A água entra na capela por debaixo do altar, como para dizer ' Aqui está a Água do Senhor, bebei e purificai-vos' e cai para um escoamento que a leva para uma bica no exterior.[3]

 

           São Pedro está associado á fidelidade á igreja cristão, sendo considerado o seu primeiro papa. Assim um lugar de culto pagão usurpado pelo cristianismo em ascensão precisava de ser fortemente relacionado com o cristianismo e nada melhor que com o seu primeiro papa.
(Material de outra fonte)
#[cfg(test)]
mod tests {
    use super::*;
    use crate::llm::MessagesResponse;
    use crate::tool::{Tool, ToolResult};
    use async_trait::async_trait;
    use serde_json::json;
    use std::collections::VecDeque;
    use std::sync::Mutex;

    /// Replays canned responses and records every request
    struct Scripted {
        responses: Mutex<VecDeque<MessagesResponse>>,
        requests: Mutex<Vec<MessagesRequest>>,
    }

    impl Scripted {
        fn new(responses: Vec<MessagesResponse>) -> Arc<Self> {
            Arc::new(Self {
                responses: Mutex::new(responses.into()),
                requests: Mutex::new(Vec::new()),
            })
        }

        fn requests(&self) -> Vec<MessagesRequest> {
            self.requests.lock().unwrap().clone()
        }
    }

    #[async_trait]
    impl ModelClient for Scripted {
        async fn create_message(&self, request: MessagesRequest) -> Result<MessagesResponse> {
            self.requests.lock().unwrap().push(request);
            self.responses
                .lock()
                .unwrap()
                .pop_front()
                .ok_or_else(|| crate::Error::Provider("script exhausted".to_string()))
        }
    }

    fn reply(content: Vec<ContentBlock>, input: u64, output: u64) -> MessagesResponse {
        MessagesResponse {
            id: "msg".to_string(),
            model: "test".to_string(),
            content,
            stop_reason: None,
            usage: Usage {
                input_tokens: input,
                output_tokens: output,
                ..Default::default()
            },
        }
    }

    fn call(id: &str, expression: &str) -> ContentBlock {
        ContentBlock::ToolUse {
            id: id.to_string(),
            name: "echo".to_string(),
            input: json!({"text": expression}),
        }
    }

    struct Echo;

    #[async_trait]
    impl Tool for Echo {
        fn name(&self) -> &str {
            "echo"
        }
        fn description(&self) -> &str {
            "Echo text"
        }
        fn input_schema(&self) -> JsonValue {
            json!({"type": "object", "properties": {"text": {"type": "string"}}})
        }
        async fn execute(&self, input: JsonValue, _ctx: &ToolContext) -> Result<ToolResult> {
            Ok(ToolResult::success(input["text"].as_str().unwrap_or_default()))
        }
    }

    fn agent(client: Arc<Scripted>, max_rounds: Option<usize>) -> Agent {
        let tools = ToolRegistry::from_tools([Arc::new(Echo) as Arc<dyn Tool>]).unwrap();
        Agent::builder("tester", client)
            .system_prompt("You are a test agent.")
            .tools(tools)
            .max_rounds(max_rounds)
            .enable_caching(false)
            .build()
    }

    #[tokio::test]
    async fn test_plain_answer() {
        let client = Scripted::new(vec![reply(vec![ContentBlock::text("hello")], 10, 3)]);
        let mut agent = agent(client.clone(), None);

        let response = agent.run("hi").await.unwrap();
        assert_eq!(response.text(), "hello");
        assert_eq!(response.stop_reason, StopReason::EndTurn);
        assert_eq!(response.rounds, 0);
        assert_eq!(agent.history().len(), 2);

        let requests = client.requests();
        assert_eq!(requests.len(), 1);
        let system = requests[0].system.as_deref().unwrap();
        assert!(system.starts_with("You are a test agent.\n\nCurrent date and time: "));
        assert_eq!(requests[0].tools.as_ref().unwrap()[0].name, "echo");
    }

    #[tokio::test]
    async fn test_tool_round_trip() {
        let client = Scripted::new(vec![
            reply(vec![ContentBlock::text("checking"), call("a", "one"), call("b", "two")], 10, 5),
            reply(vec![ContentBlock::text("done")], 30, 2),
        ]);
        let mut agent = agent(client.clone(), None);

        let response = agent.run("go").await.unwrap();
        assert_eq!(response.text(), "done");
        assert_eq!(response.rounds, 1);
        assert_eq!(response.usage.input_tokens, 40);

        // results come back as one user turn in call order
        let results = &agent.history().messages()[2];
        assert_eq!(results.role, Role::User);
        assert_eq!(results.tool_result_ids(), vec!["a", "b"]);
        assert_eq!(agent.tool_metrics().get("echo").unwrap().call_count, 2);
        assert_eq!(agent.stats().tool_calls, 2);

        let second = &client.requests()[1];
        assert_eq!(second.messages.len(), 3);
    }

    #[tokio::test]
    async fn test_round_budget() {
        let client = Scripted::new(vec![
            reply(vec![call("1", "x")], 10, 1),
            reply(vec![call("2", "x")], 20, 1),
            reply(vec![call("3", "x")], 30, 1),
        ]);
        let mut agent = agent(client.clone(), Some(2));

        let response = agent.run("loop forever").await.unwrap();
        assert_eq!(response.stop_reason, StopReason::MaxRounds);
        assert_eq!(response.rounds, 3);
        assert_eq!(
            response.text(),
            "I've reached my maximum number of rounds (2). Here's what I've accomplished so far."
        );
        // the third batch never ran
        assert_eq!(agent.tool_metrics().total_calls(), 2);
        assert_eq!(client.requests().len(), 3);

        let last = agent.history().messages().last().unwrap();
        assert_eq!(last.tool_result_ids(), vec!["3"]);
        assert!(matches!(
            &last.content[0],
            ContentBlock::ToolResult { is_error: true, content, .. } if content.contains("round limit of 2")
        ));
    }

    #[tokio::test]
    async fn test_input_after_budget_stop_merges() {
        let client = Scripted::new(vec![
            reply(vec![call("1", "x")], 10, 1),
            reply(vec![ContentBlock::text("ok")], 20, 1),
        ]);
        let mut agent = agent(client.clone(), Some(0));

        let stopped = agent.run("first").await.unwrap();
        assert_eq!(stopped.stop_reason, StopReason::MaxRounds);

        agent.run("second").await.unwrap();
        let turns = agent.history().messages();
        assert_eq!(turns.len(), 4);
        assert_eq!(turns[2].role, Role::User);
        assert_eq!(turns[2].tool_result_ids(), vec!["1"]);
        assert_eq!(turns[2].text_content(), "second");
    }

    #[tokio::test]
    async fn test_provider_error_propagates() {
        let client = Scripted::new(vec![]);
        let mut agent = agent(client, None);

        let err = agent.run("hi").await.unwrap_err();
        assert!(err.to_string().contains("script exhausted"));
        assert_eq!(agent.history().len(), 1);
    }

    #[tokio::test]
    async fn test_summarize() {
        let client = Scripted::new(vec![
            reply(vec![ContentBlock::text("hello")], 10, 3),
            reply(vec![ContentBlock::text("We said hello.")], 10, 3),
        ]);
        let mut agent = agent(client.clone(), None);
        assert_eq!(agent.summarize().await.unwrap(), "No conversation to summarize");

        agent.run("hi").await.unwrap();
        assert_eq!(agent.summarize().await.unwrap(), "We said hello.");

        let request = &client.requests()[1];
        assert!(request.tools.is_none());
        assert_eq!(request.messages.last().unwrap().role, Role::User);
        // summarizing does not touch the history
        assert_eq!(agent.history().len(), 2);
    }

    #[tokio::test]
    async fn test_retry_last() {
        let client = Scripted::new(vec![
            reply(vec![ContentBlock::text("first try")], 10, 3),
            reply(vec![ContentBlock::text("second try")], 10, 3),
        ]);
        let mut agent = agent(client.clone(), None);
        assert!(agent.retry_last().await.unwrap().is_none());

        agent.run("question").await.unwrap();
        let retried = agent.retry_last().await.unwrap().unwrap();
        assert_eq!(retried.text(), "second try");
        assert_eq!(agent.history().len(), 2);
        assert_eq!(agent.history().messages()[0].text_content(), "question");
    }

    #[tokio::test]
    async fn test_snapshot_restore() {
        let client = Scripted::new(vec![reply(vec![ContentBlock::text("hello")], 40, 3)]);
        let mut source = agent(client.clone(), None);
        source.run("hi").await.unwrap();
        let snapshot = source.snapshot();
        assert_eq!(snapshot.agent_name, "tester");
        assert_eq!(snapshot.total_tokens, 43);

        let mut target = agent(Scripted::new(vec![]), None);
        target.restore(snapshot);
        assert_eq!(target.history().messages(), source.history().messages());
        assert_eq!(target.history().total_tokens(), 43);
        assert_eq!(target.history().turn_costs().len(), 1);
    }

    #[tokio::test]
    async fn test_set_system_prompt_and_model() {
        let client = Scripted::new(vec![reply(vec![ContentBlock::text("ok")], 1, 1)]);
        let mut agent = agent(client.clone(), None);
        agent.set_system_prompt("Be terse.");
        agent.set_model("other-model");
        agent.run("hi").await.unwrap();

        let request = &client.requests()[0];
        assert_eq!(request.model, "other-model");
        assert!(request.system.as_deref().unwrap().starts_with("Be terse."));
    }

    #[test]
    fn test_stamped_prompt_format() {
        let stamped = stamped_system_prompt("base");
        let stamp = stamped.strip_prefix("base\n\nCurrent date and time: ").unwrap();
        assert!(stamp.contains(" at "));
        assert!(stamp.ends_with("AM") || stamp.ends_with("PM"));
    }
}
          As igrejas de invocação a São Pedro são conhecidas pelo menos desde D. Afonso Henriques pois há notícia deste ter doado uma igreja com esta denominação.

 

1134: S. Pedro da Cova, c. de Gondomar. D. Afonso Henriques doa a ermida de S. Pedro da Cova aos seus monges, com o beneplácito do bispo do Porto. Documento perdido, mas sumariado por D. Rodrigo da Cunha (DR I p. 522, ref. 39). Existe uma carta de couto falsa, datada de 1130 e fabricada provavelmente em meados do século XIII (DR I 109).[4]

 

 

[1] Pedro Miguel Correia da Silva. As Necrópoles da I Idade do Ferro do Baixo Alentejo – Contributo para o seu melhor conhecimento. Dissertação de Mestrado em Arqueologia. Universidade Nova de Lisboa, Faculdade de Ciência Sociais e Humanas. Novembro, 2015. P. 131.

[2] PATO, Heitor Baptista. O Culto dos Promontórios em Portugal. Celtibebia.net, 2007.

[3] A Caminho de Casa: Lugares Sagrados de Portugal- Fonte Santa da Amieira (acaminhodacasa.blogspot.com)

[4] José Mattoso. Eremitas Portugueses No Século XII. Lusitânia Sacra, Centro de Estudos Históricos, Lisboa, 1971. P.12.